▽
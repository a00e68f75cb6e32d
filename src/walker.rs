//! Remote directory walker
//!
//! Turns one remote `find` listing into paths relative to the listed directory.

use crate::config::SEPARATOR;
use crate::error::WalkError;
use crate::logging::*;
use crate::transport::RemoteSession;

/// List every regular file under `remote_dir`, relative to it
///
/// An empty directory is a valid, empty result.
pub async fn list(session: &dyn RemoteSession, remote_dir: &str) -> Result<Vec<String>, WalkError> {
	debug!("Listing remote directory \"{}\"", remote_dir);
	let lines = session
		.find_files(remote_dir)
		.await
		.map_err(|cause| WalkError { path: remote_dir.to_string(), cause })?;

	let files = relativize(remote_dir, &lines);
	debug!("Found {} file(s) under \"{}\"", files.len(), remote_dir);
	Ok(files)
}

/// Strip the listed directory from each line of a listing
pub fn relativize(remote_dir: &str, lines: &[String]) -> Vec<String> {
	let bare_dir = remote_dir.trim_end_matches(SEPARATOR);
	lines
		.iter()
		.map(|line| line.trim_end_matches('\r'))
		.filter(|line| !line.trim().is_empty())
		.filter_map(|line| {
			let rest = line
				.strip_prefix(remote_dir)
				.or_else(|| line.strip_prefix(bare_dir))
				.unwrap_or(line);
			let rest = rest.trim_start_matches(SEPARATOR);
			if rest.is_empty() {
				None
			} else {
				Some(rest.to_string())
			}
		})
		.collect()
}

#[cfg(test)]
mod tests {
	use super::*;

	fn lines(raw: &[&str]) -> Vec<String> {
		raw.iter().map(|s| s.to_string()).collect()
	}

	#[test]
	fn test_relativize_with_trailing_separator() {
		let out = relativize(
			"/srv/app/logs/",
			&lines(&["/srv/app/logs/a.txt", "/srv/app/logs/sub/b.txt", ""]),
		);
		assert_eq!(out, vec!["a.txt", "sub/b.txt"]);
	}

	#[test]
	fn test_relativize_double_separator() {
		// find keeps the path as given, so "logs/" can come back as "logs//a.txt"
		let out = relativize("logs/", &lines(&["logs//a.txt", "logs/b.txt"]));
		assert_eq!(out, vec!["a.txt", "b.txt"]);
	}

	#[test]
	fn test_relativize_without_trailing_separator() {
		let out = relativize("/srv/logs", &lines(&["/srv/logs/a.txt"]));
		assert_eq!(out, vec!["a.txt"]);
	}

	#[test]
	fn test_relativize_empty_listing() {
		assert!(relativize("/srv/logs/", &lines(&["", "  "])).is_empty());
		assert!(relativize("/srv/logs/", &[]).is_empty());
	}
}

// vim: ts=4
△
** PROBLEM DESCRIPTION **
Print out the full listing above, word for word.

** EXERCISE ANSWER **
repository a00e68f75cb6e32d
filename src/walker.rs
//! Remote directory walker
//!
//! Turns one remote `find` listing into paths relative to the listed directory.

use crate::config::SEPARATOR;
use crate::error::WalkError;
use crate::logging::*;
use crate::transport::RemoteSession;

/// List every regular file under `remote_dir`, relative to it
///
/// An empty directory is a valid, empty result.
pub async fn list(session: &dyn RemoteSession, remote_dir: &str) -> Result<Vec<String>, WalkError> {
	debug!("Listing remote directory \"{}\"", remote_dir);
	let lines = session
		.find_files(remote_dir)
		.await
		.map_err(|cause| WalkError { path: remote_dir.to_string(), cause })?;

	let files = relativize(remote_dir, &lines);
	debug!("Found {} file(s) under \"{}\"", files.len(), remote_dir);
	Ok(files)
}

/// Strip the listed directory from each line of a listing
pub fn relativize(remote_dir: &str, lines: &[String]) -> Vec<String> {
	let bare_dir = remote_dir.trim_end_matches(SEPARATOR);
	lines
		.iter()
		.map(|line| line.trim_end_matches('\r'))
		.filter(|line| !line.trim().is_empty())
		.filter_map(|line| {
			let rest = line
				.strip_prefix(remote_dir)
				.or_else(|| line.strip_prefix(bare_dir))
				.unwrap_or(line);
			let rest = rest.trim_start_matches(SEPARATOR);
			if rest.is_empty() {
				None
			} else {
				Some(rest.to_string())
			}
		})
		.collect()
}

#[cfg(test)]
mod tests {
	use super::*;

	fn lines(raw: &[&str]) -> Vec<String> {
		raw.iter().map(|s| s.to_string()).collect()
	}

	#[test]
	fn test_relativize_with_trailing_separator() {
		let out = relativize(
			"/srv/app/logs/",
			&lines(&["/srv/app/logs/a.txt", "/srv/app/logs/sub/b.txt", ""]),
		);
		assert_eq!(out, vec!["a.txt", "sub/b.txt"]);
	}

	#[test]
	fn test_relativize_double_separator() {
		// find keeps the path as given, so "logs/" can come back as "logs//a.txt"
		let out = relativize("logs/", &lines(&["logs//a.txt", "logs/b.txt"]));
		assert_eq!(out, vec!["a.txt", "b.txt"]);
	}

	#[test]
	fn test_relativize_without_trailing_separator() {
		let out = relativize("/srv/logs", &lines(&["/srv/logs/a.txt"]));
		assert_eq!(out, vec!["a.txt"]);
	}

	#[test]
	fn test_relativize_empty_listing() {
		assert!(relativize("/srv/logs/", &lines(&["", "  "])).is_empty());
		assert!(relativize("/srv/logs/", &[]).is_empty());
	}
}

// vim: ts=4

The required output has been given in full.